**Problem to solve**:
If a line includes "whole", copy it out of the entries.
-----
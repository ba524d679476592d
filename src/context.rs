//! Cache context: the three named stores every operation works against
//!
//! | Store | Default name | Holds |
//! |-------|--------------|-------|
//! | manifest | `app-manifest` | last activated resource table |
//! | temp | `app-temp` | shell files staged by install |
//! | content | `app-cache` | entries served to requests |

use crate::error::CacheResult;
use crate::store::{BlobStore, StoreHandle};
use serde::{Deserialize, Serialize};
use std::sync::Arc;
use tracing::{debug, warn};

/// Names of the stores used by one application
#[derive(Debug, Clone, PartialEq, Eq, Serialize, Deserialize)]
#[serde(default)]
pub struct StoreNames {
    /// Store holding the manifest record
    pub manifest: String,

    /// Store used as the install staging area
    pub temp: String,

    /// Store serving runtime requests
    pub content: String,
}

impl Default for StoreNames {
    fn default() -> Self {
        Self {
            manifest: "app-manifest".to_string(),
            temp: "app-temp".to_string(),
            content: "app-cache".to_string(),
        }
    }
}

/// Owns the blob store backend and handles onto the three stores
pub struct CacheContext {
    backend: Arc<dyn BlobStore>,
    names: StoreNames,
    manifest: Arc<dyn StoreHandle>,
    temp: Arc<dyn StoreHandle>,
    content: Arc<dyn StoreHandle>,
}

impl CacheContext {
    /// Open the three stores on `backend`
    pub async fn open(backend: Arc<dyn BlobStore>, names: StoreNames) -> CacheResult<Self> {
        let manifest = backend.open(&names.manifest).await?;
        let temp = backend.open(&names.temp).await?;
        let content = backend.open(&names.content).await?;

        Ok(Self {
            backend,
            names,
            manifest,
            temp,
            content,
        })
    }

    /// Store holding the manifest record
    pub fn manifest(&self) -> &dyn StoreHandle {
        self.manifest.as_ref()
    }

    /// Install staging store
    pub fn temp(&self) -> &dyn StoreHandle {
        self.temp.as_ref()
    }

    /// Store serving runtime requests
    pub fn content(&self) -> &dyn StoreHandle {
        self.content.as_ref()
    }

    /// Drop the whole staging store
    pub async fn clear_temp(&self) -> CacheResult<()> {
        self.backend.delete_store(&self.names.temp).await?;
        Ok(())
    }

    /// Drop the whole content store
    pub async fn clear_content(&self) -> CacheResult<()> {
        self.backend.delete_store(&self.names.content).await?;
        Ok(())
    }

    /// Delete content, temp and manifest stores
    ///
    /// Attempts all three even if one fails, returning the first error.
    pub async fn purge(&self) -> CacheResult<()> {
        let mut first_err = None;

        for name in [&self.names.content, &self.names.temp, &self.names.manifest] {
            match self.backend.delete_store(name).await {
                Ok(existed) => debug!("Purged store {} (existed: {})", name, existed),
                Err(e) => {
                    warn!("Failed to purge store {}: {}", name, e);
                    first_err.get_or_insert(e);
                }
            }
        }

        match first_err {
            Some(e) => Err(e),
            None => Ok(()),
        }
    }
}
-----
**Finished task**:
    /// Drop the whole staging store
    /// Drop the whole content store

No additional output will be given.